TASK STATEMENT:
Set out exactly every line of the entries below, starting at the line that holds "TP / (TP + FN)" and stopping after the line that holds "against ground truth".

PROVIDED ENTRIES:

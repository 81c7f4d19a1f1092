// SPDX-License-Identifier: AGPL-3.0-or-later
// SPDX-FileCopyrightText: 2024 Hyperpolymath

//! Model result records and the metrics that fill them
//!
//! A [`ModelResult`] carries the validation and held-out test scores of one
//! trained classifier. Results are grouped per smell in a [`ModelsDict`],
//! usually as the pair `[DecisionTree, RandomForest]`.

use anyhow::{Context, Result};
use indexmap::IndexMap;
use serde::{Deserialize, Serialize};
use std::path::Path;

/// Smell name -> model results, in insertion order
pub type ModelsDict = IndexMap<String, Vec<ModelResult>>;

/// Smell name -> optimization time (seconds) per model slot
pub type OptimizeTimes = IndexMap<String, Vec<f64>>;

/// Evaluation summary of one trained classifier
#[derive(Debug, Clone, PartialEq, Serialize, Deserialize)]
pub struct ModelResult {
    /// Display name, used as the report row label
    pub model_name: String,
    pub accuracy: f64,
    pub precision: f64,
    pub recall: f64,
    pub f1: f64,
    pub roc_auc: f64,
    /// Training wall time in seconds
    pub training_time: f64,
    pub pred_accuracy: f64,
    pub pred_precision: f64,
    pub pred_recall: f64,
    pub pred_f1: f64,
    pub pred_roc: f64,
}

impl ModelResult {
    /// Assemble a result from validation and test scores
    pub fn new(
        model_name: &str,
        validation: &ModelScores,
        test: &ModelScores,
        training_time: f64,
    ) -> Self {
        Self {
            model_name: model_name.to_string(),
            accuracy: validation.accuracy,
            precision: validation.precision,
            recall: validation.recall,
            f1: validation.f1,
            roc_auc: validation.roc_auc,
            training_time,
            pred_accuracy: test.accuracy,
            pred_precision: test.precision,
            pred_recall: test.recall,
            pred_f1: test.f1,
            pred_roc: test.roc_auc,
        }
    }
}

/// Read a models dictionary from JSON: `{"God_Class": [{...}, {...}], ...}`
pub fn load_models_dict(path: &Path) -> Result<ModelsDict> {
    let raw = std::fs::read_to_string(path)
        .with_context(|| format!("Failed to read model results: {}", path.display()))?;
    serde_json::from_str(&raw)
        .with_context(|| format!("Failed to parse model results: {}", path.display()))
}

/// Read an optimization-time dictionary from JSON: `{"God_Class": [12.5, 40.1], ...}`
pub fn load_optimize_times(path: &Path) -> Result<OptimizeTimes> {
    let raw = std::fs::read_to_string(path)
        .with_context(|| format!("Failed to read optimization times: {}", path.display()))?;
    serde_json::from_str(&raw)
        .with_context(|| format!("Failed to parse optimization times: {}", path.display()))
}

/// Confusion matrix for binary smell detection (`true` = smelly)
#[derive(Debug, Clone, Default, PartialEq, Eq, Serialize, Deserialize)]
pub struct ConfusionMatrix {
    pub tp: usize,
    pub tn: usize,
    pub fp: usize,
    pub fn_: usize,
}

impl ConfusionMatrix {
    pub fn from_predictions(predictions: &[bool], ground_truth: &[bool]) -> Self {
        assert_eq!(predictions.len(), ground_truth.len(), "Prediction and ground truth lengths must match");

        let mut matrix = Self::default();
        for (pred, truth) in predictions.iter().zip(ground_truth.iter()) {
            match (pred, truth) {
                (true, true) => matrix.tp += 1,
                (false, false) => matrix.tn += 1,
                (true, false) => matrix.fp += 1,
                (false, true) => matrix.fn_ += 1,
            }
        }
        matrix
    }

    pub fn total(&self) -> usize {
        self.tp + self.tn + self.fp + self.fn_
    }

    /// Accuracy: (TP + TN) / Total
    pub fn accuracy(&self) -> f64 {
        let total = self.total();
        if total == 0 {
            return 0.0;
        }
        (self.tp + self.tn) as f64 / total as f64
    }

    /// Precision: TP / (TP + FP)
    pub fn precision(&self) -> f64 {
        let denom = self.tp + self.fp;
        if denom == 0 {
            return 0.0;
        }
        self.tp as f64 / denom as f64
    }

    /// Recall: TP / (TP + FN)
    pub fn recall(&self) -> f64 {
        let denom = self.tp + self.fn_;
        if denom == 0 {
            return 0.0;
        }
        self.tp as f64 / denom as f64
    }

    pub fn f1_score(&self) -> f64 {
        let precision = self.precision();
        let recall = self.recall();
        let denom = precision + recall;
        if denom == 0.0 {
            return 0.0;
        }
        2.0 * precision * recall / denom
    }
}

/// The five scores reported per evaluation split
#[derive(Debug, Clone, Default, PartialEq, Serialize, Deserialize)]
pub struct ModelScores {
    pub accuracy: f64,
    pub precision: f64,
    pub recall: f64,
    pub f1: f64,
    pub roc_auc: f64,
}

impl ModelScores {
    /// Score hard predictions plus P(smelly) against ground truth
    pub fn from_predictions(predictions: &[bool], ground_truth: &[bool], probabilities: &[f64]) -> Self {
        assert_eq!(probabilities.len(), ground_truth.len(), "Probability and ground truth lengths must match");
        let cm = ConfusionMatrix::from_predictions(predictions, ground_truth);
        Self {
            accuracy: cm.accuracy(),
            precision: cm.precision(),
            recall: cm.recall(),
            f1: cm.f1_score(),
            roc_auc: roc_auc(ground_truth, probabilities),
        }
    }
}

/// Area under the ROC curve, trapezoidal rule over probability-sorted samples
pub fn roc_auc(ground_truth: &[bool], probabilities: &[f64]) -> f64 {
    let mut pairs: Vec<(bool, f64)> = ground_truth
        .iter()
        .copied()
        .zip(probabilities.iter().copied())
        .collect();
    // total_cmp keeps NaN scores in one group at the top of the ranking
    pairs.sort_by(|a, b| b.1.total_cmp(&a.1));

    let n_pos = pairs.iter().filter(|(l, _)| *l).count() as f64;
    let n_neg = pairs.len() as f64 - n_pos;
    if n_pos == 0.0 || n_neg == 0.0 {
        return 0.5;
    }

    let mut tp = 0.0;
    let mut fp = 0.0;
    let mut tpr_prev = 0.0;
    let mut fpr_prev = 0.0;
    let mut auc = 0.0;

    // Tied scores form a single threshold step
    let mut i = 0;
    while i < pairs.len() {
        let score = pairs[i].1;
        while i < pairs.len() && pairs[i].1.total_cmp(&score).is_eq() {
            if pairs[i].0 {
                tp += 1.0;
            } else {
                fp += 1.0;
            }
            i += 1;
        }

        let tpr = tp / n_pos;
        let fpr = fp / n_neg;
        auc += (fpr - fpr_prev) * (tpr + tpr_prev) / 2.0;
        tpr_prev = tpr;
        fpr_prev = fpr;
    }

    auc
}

--

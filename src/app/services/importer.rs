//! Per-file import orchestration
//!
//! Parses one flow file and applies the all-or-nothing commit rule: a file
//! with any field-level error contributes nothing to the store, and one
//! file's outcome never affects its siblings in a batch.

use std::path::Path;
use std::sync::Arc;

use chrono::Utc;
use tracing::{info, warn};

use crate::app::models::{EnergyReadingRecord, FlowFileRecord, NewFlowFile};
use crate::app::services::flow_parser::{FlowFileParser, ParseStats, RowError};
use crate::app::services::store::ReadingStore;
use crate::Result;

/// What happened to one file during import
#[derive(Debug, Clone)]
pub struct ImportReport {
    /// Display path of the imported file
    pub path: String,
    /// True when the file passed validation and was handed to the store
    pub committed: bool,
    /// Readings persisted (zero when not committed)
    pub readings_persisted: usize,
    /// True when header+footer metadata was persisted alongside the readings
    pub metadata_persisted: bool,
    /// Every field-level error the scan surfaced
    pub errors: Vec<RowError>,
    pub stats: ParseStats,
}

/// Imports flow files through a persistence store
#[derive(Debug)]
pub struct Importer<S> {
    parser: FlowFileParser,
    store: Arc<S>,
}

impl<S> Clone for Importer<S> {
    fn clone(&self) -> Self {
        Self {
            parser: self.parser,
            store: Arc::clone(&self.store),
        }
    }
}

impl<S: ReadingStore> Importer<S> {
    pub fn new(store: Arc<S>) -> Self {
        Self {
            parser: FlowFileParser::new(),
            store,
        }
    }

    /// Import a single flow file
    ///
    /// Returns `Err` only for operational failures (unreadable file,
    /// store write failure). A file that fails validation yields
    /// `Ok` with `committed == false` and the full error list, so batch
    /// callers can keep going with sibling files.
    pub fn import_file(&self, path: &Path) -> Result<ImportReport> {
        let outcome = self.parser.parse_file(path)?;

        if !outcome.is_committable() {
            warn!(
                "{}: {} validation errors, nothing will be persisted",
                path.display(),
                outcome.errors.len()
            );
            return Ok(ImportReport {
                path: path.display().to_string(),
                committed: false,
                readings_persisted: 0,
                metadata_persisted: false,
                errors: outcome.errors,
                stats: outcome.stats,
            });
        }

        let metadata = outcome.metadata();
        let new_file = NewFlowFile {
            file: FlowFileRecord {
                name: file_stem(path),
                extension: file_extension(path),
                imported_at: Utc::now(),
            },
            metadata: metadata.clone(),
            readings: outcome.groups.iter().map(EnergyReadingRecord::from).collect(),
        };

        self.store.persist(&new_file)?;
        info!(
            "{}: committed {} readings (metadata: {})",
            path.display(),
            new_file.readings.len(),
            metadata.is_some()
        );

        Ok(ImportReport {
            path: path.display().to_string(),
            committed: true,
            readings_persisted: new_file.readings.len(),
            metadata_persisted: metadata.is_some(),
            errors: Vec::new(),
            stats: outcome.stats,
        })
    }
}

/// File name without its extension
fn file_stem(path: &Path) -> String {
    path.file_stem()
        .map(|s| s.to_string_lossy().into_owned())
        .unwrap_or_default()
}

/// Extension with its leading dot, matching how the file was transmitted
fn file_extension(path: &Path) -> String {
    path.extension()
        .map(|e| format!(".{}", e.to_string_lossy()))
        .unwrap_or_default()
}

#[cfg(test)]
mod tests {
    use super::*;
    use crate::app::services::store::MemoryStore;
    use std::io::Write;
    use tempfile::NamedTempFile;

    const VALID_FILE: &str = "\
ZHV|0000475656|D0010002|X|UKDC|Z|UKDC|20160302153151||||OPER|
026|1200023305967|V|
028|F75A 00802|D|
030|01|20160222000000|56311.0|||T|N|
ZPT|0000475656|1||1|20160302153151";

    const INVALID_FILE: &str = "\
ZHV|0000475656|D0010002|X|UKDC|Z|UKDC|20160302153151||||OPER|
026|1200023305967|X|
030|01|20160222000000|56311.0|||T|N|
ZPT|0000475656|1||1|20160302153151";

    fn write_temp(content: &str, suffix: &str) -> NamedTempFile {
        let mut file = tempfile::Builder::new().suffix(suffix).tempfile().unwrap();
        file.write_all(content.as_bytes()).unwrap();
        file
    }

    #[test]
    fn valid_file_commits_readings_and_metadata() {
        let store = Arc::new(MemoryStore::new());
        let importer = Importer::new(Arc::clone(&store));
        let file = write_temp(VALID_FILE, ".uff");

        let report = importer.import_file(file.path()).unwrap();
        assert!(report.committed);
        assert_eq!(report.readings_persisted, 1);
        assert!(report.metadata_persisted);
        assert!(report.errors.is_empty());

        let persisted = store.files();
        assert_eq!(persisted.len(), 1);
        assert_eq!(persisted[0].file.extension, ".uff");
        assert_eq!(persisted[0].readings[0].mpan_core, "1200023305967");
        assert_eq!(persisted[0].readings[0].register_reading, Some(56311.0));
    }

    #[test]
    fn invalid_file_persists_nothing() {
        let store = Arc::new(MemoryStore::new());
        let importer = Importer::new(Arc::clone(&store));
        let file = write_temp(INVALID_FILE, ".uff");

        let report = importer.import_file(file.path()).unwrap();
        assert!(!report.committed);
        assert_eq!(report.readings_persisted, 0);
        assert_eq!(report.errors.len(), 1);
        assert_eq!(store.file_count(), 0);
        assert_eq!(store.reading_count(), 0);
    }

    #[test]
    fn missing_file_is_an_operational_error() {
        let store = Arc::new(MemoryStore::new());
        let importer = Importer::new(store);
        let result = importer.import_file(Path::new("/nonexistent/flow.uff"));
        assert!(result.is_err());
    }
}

OUTPUT:
    /// Recall: TP / (TP + FN)
    pub fn recall(&self) -> f64 {
        let denom = self.tp + self.fn_;
        if denom == 0 {
            return 0.0;
        }
        self.tp as f64 / denom as f64
    }

    pub fn f1_score(&self) -> f64 {
        let precision = self.precision();
        let recall = self.recall();
        let denom = precision + recall;
        if denom == 0.0 {
            return 0.0;
        }
        2.0 * precision * recall / denom
    }
}

/// The five scores reported per evaluation split
#[derive(Debug, Clone, Default, PartialEq, Serialize, Deserialize)]
pub struct ModelScores {
    pub accuracy: f64,
    pub precision: f64,
    pub recall: f64,
    pub f1: f64,
    pub roc_auc: f64,
}

impl ModelScores {
    /// Score hard predictions plus P(smelly) against ground truth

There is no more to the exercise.